- _Exercise requirements_: Whichever lines include the word "Some", copy them as they appear in the data.

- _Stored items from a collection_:

********************

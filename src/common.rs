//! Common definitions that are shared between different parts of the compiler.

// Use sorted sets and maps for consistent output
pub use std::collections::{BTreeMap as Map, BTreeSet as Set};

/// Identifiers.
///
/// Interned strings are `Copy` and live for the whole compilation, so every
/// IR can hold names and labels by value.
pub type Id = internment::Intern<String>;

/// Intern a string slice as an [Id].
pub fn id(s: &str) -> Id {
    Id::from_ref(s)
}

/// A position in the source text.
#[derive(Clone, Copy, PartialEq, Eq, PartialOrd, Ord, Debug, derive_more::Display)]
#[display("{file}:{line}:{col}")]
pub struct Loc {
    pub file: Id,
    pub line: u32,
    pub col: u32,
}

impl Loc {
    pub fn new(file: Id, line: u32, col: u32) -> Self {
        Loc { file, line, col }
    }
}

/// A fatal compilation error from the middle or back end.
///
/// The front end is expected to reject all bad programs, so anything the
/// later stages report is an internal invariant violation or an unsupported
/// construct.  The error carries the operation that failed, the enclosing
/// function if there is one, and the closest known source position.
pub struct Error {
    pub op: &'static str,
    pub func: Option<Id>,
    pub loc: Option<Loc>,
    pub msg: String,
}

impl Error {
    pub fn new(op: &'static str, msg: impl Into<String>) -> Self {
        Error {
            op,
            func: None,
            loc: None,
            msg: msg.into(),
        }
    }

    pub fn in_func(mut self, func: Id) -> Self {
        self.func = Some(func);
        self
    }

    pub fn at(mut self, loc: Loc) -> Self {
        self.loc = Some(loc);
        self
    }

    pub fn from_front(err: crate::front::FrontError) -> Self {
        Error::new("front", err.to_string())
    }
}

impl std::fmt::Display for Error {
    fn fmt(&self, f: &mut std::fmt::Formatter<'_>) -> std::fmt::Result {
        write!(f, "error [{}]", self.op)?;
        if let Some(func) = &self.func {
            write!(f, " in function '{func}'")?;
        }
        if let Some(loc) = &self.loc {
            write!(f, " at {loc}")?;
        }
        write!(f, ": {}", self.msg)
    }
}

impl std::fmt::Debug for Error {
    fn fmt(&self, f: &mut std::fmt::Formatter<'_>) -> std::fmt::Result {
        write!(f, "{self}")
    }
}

********************

- _Reply_:
        self.func = Some(func);
        self.loc = Some(loc);
        if let Some(func) = &self.func {
        if let Some(loc) = &self.loc {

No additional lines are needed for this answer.